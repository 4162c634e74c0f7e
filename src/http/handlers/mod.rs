pub mod feedback_form;
pub mod pages;
pub mod review_form;
pub mod reviews;

pub use feedback_form::{
    get_feedback_form_handler, submit_club_suggestion_handler, submit_feedback_handler,
};
pub use pages::{
    health_handler, home_handler, not_found_handler, terms_handler, thank_you_club_handler,
    thank_you_feedback_handler, thank_you_review_handler,
};
pub use review_form::{get_review_form_handler, submit_review_handler};
pub use reviews::{expand_handler, get_reviews_handler, vote_handler};

use crate::errors::SubmitError;

/// Text shown above a form whose submission failed. `what` names the thing
/// being submitted, e.g. "your review".
pub fn failure_message(what: &str, err: &SubmitError) -> String {
    match err {
        SubmitError::Invalid(msg) => msg.clone(),
        SubmitError::AlreadySubmitting => err.to_string(),
        SubmitError::Rejected(msg) | SubmitError::Unexpected(msg) => {
            format!("There was a problem submitting {what}:\n\n{msg}")
        }
    }
}
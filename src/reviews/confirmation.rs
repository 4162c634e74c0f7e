use url::form_urlencoded;

const SUBMITTED_PARAM: &str = "submitted";

/// True when the query carries `submitted=1`.
pub fn just_submitted(query: Option<&str>) -> bool {
    form_urlencoded::parse(query.unwrap_or_default().as_bytes())
        .any(|(k, v)| k == SUBMITTED_PARAM && v == "1")
}

/// Address of the listing with the `submitted` flag removed and every other
/// parameter kept, so the flag is only acted on once.
pub fn strip_submitted(path: &str, query: Option<&str>) -> String {
    let remaining: Vec<(String, String)> =
        form_urlencoded::parse(query.unwrap_or_default().as_bytes())
            .filter(|(k, _)| k != SUBMITTED_PARAM)
            .map(|(k, v)| (k.into_owned(), v.into_owned()))
            .collect();

    if remaining.is_empty() {
        return path.to_string();
    }

    let qs = form_urlencoded::Serializer::new(String::new())
        .extend_pairs(remaining)
        .finish();
    format!("{path}?{qs}")
}

#[cfg(test)]
mod tests {
    use super::*;

    #[test]
    fn flag_is_detected_only_when_set_to_one() {
        assert!(just_submitted(Some("submitted=1")));
        assert!(just_submitted(Some("sort=new&submitted=1")));
        assert!(!just_submitted(Some("submitted=0")));
        assert!(!just_submitted(None));
    }

    #[test]
    fn other_parameters_survive() {
        assert_eq!(strip_submitted("/reviews", Some("submitted=1")), "/reviews");
        assert_eq!(
            strip_submitted("/reviews", Some("submitted=1&club=La+Roca")),
            "/reviews?club=La+Roca"
        );
        assert_eq!(strip_submitted("/reviews", None), "/reviews");
    }
}
pub mod handlers;
pub mod routes;

pub use routes::create_http_routes;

Required action — The expected result is every line from the material above that includes "SubmitError".

Answer section —
use crate::errors::SubmitError;
pub fn failure_message(what: &str, err: &SubmitError) -> String {
        SubmitError::Invalid(msg) => msg.clone(),
        SubmitError::AlreadySubmitting => err.to_string(),
        SubmitError::Rejected(msg) | SubmitError::Unexpected(msg) => {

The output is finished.